Die Bewegung kann derzeit bis zu 25000 Menschen in einer Stadt mobilisieren
Erarbeitet wurden die Forderungen von den 101 Mitgliedern der Arbeitsgruppe (AG) "Grundsatz" in den vergangenen drei Monaten. Zwei Telefonkonferenzen pro Woche, die jeweils zwischen vier und sechs Stunden gedauert hätten, lägen hinter ihnen, erzählt Robin Prinz. Der 20 Jahre alte Wirtschaftsinformatikstudent aus Stuttgart gehört zum Kernteam. Die Pressekonferenz in Berlin hat er mit neun anderen auf die Beine gestellt, zusammen mit Lucie Weber, 22, koordiniert er nun Interviews mit den vier Mitstreitern, die stellvertretend für den Rest das Papier vorgestellt haben. Das deutsche Gesicht der Bewegung, Luisa Neubauer, ist dieses Mal nicht unter ihnen.
Das, sagt Weber, sei eine bewusste Entscheidung gewesen. Neubauer sei eine "fantastische Rhetorikerin". Aber zum einen müsse sie auch mal entlastet werden, zum anderen gehe es um die Sache und nicht um einzelne Personen. Deshalb, so die Biologiestudentin aus München, würden jene die Forderungen vorstellen, die sich in der AG auch intensiv mit dem Thema beschäftigt hätten. "Wir wollen die Debatte auf den Inhalt lenken."

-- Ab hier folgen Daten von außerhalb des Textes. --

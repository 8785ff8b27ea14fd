use serde::{Deserialize, Serialize};
use std::fmt;
use std::str::FromStr;

use crate::LayoutError;

/// Lettered axis: A..H.
pub const COLUMNS: u8 = 8;
/// Numbered axis: 1..12.
pub const ROWS: u8 = 12;
pub const WELLS: usize = COLUMNS as usize * ROWS as usize;

/// One well of a 96-well plate.
///
/// "Column" is the lettered axis (A..H) and "row" the numbered one (1..12).
/// Positions order row-major: A01, B01, .. H01, A02, ..
#[derive(Debug, Clone, Copy, PartialEq, Eq, Hash, PartialOrd, Ord, Serialize, Deserialize)]
#[serde(try_from = "String", into = "String")]
pub struct Position {
    // field order drives the derived Ord
    row: u8,
    column: u8,
}

impl Position {
    pub const FIRST: Position = Position { row: 1, column: 0 };

    /// `column` is 0-based (0 = A), `row` is 1-based.
    pub fn new(column: u8, row: u8) -> Result<Self, LayoutError> {
        if column >= COLUMNS || !(1..=ROWS).contains(&row) {
            return Err(LayoutError::PositionOutOfBounds { column, row });
        }
        Ok(Self { row, column })
    }

    /// Column letter + row number, e.g. `('A', 3)` -> `A03`.
    pub fn from_letter(letter: char, row: u8) -> Result<Self, LayoutError> {
        let upper = letter.to_ascii_uppercase();
        if !upper.is_ascii_uppercase() {
            return Err(LayoutError::InvalidPosition(format!("{letter}{row}")));
        }
        Self::new(upper as u8 - b'A', row)
    }

    /// Parse `A03` (or the unpadded `A3`).
    pub fn parse(text: &str) -> Result<Self, LayoutError> {
        let invalid = || LayoutError::InvalidPosition(text.to_string());

        let mut chars = text.trim().chars();
        let letter = chars.next().ok_or_else(invalid)?;
        let digits = chars.as_str();
        if digits.is_empty() || digits.len() > 2 || !digits.bytes().all(|b| b.is_ascii_digit()) {
            return Err(invalid());
        }
        let row: u8 = digits.parse().map_err(|_| invalid())?;
        Self::from_letter(letter, row)
    }

    pub fn column_index(self) -> u8 {
        self.column
    }

    pub fn column_letter(self) -> char {
        (b'A' + self.column) as char
    }

    pub fn row(self) -> u8 {
        self.row
    }

    /// Row-major successor: next column, wrapping to the next row after H.
    pub fn next(self) -> Option<Self> {
        if self.column + 1 < COLUMNS {
            Some(Self {
                row: self.row,
                column: self.column + 1,
            })
        } else if self.row < ROWS {
            Some(Self {
                row: self.row + 1,
                column: 0,
            })
        } else {
            None
        }
    }

    /// This position and every later one, in scan order.
    pub fn scan_from(self) -> impl Iterator<Item = Position> {
        std::iter::successors(Some(self), |p| p.next())
    }

    /// All 96 wells, row 1 first, A..H within a row.
    pub fn all() -> impl Iterator<Item = Position> {
        Self::FIRST.scan_from()
    }
}

impl fmt::Display for Position {
    fn fmt(&self, f: &mut fmt::Formatter<'_>) -> fmt::Result {
        write!(f, "{}{:02}", self.column_letter(), self.row)
    }
}

impl FromStr for Position {
    type Err = LayoutError;

    fn from_str(s: &str) -> Result<Self, Self::Err> {
        Self::parse(s)
    }
}

impl TryFrom<String> for Position {
    type Error = LayoutError;

    fn try_from(value: String) -> Result<Self, Self::Error> {
        Self::parse(&value)
    }
}

impl From<Position> for String {
    fn from(p: Position) -> Self {
        p.to_string()
    }
}

#[cfg(test)]
mod tests {
    use super::*;

    #[test]
    fn formats_with_padded_row() -> anyhow::Result<()> {
        assert_eq!(Position::from_letter('A', 3)?.to_string(), "A03");
        assert_eq!(Position::new(7, 12)?.to_string(), "H12");
        Ok(())
    }

    #[test]
    fn parses_back_to_column_and_row() -> anyhow::Result<()> {
        let p = Position::parse("C11")?;
        assert_eq!(p.column_index(), 2);
        assert_eq!(p.column_letter(), 'C');
        assert_eq!(p.row(), 11);
        assert_eq!(Position::parse("b5")?, Position::parse("B05")?);
        Ok(())
    }

    #[test]
    fn rejects_out_of_grid() {
        assert!(Position::parse("I01").is_err());
        assert!(Position::parse("A13").is_err());
        assert!(Position::parse("A00").is_err());
        assert!(Position::parse("A").is_err());
        assert!(Position::parse("").is_err());
        assert!(Position::parse("A1x").is_err());
        assert!(Position::new(8, 1).is_err());
    }

    #[test]
    fn successor_wraps_after_h() -> anyhow::Result<()> {
        assert_eq!(Position::parse("B05")?.next(), Some(Position::parse("C05")?));
        assert_eq!(Position::parse("H05")?.next(), Some(Position::parse("A06")?));
        assert_eq!(Position::parse("H12")?.next(), None);
        Ok(())
    }

    #[test]
    fn enumerates_96_wells_in_row_major_order() {
        let all: Vec<_> = Position::all().collect();
        assert_eq!(all.len(), WELLS);
        assert_eq!(all[0].to_string(), "A01");
        assert_eq!(all[8].to_string(), "A02");
        assert_eq!(all[95].to_string(), "H12");
        assert!(all.windows(2).all(|w| w[0] < w[1]));
    }

    #[test]
    fn serializes_as_string() -> anyhow::Result<()> {
        let p = Position::parse("D07")?;
        assert_eq!(serde_json::to_string(&p)?, "\"D07\"");
        let back: Position = serde_json::from_str("\"D07\"")?;
        assert_eq!(back, p);
        assert!(serde_json::from_str::<Position>("\"Z99\"").is_err());
        Ok(())
    }
}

Neben der AG "Grundsatz" gibt es noch zehn weitere solcher Gruppen zu Themen wie Struktur und Social Media, aber auch zu Diversity und Sicherheit. Wer mitarbeiten wolle, der könne sich einfach an die Delegierten der jeweiligen Ortsvereine wenden, sagt Weber. Diese Delegierten würden basisdemokratisch gewählt. Bei der Gründung einer neuen Ortsgruppe sei es aber anfangs zumeist der Gründer, sagt Prinz. Die Delegierten wählen sich jeden Sonntag in eine Telefonkonferenz ein, um Themen zu besprechen.
Natürlich seien nicht immer alle bei diesen Konferenzen dabei. Denn alle, das wären über 400 Delegierte. So viele Ortsgruppen gibt es nämlich mittlerweile. Eine deutschlandweite Gruppe sowie Gruppen für die einzelnen Bundesländer sind da noch gar nicht mitgezählt. Alle haben mindestens eine Whatsapp- oder Telegram-Gruppe. In manchen Städten, so wie etwa in München, gebe es sogar elf solcher Chatgruppen, sagt Weber. Der Grund: In einer Gruppe können bei Whatsapp nicht mehr als 256 Mitglieder gleichzeitig sein.
"Fridays for Future" ist als Schülerbewegung gestartet, mittlerweile sind aber auch viele Studenten aktiv. "Students for Future" wolle man trotzdem nicht gründen, sagt Weber. Es sei vielmehr wichtig, noch mehr Menschen zu erreichen - ungeachtet ihres Bildungsgrades oder Alters. In der Zusammenarbeit merke man häufig sowieso gar nicht, ob man sich mit einem 14-Jährigen oder einer 26-Jährigen unterhalte, so Weber.
Aktuell kann die Bewegung bis zu 25 000 Menschen in einer Stadt mobilisieren. So viele waren es zuletzt in Berlin vor zwei Wochen, als sich Greta Thunberg der freitäglichen Demonstration anschloss. Weber ist klar, dass es so viele nicht dauerhaft sein werden. Trotzdem ist sie zuversichtlich, dass die Bewegung nicht bis Ende des Jahres eingeschlafen sein wird - nicht in Deutschland, nicht in Europa und auch nicht weltweit. "Wir werden dafür sorgen, dass die Europawahl eine Klimawahl wird", sagt Weber. Neben der Wahl im Mai bereite man sich zudem auf die UN-Klimakonferenz in Chile im Dezember vor. "Jetzt ist unsere Chance", sagt Weber.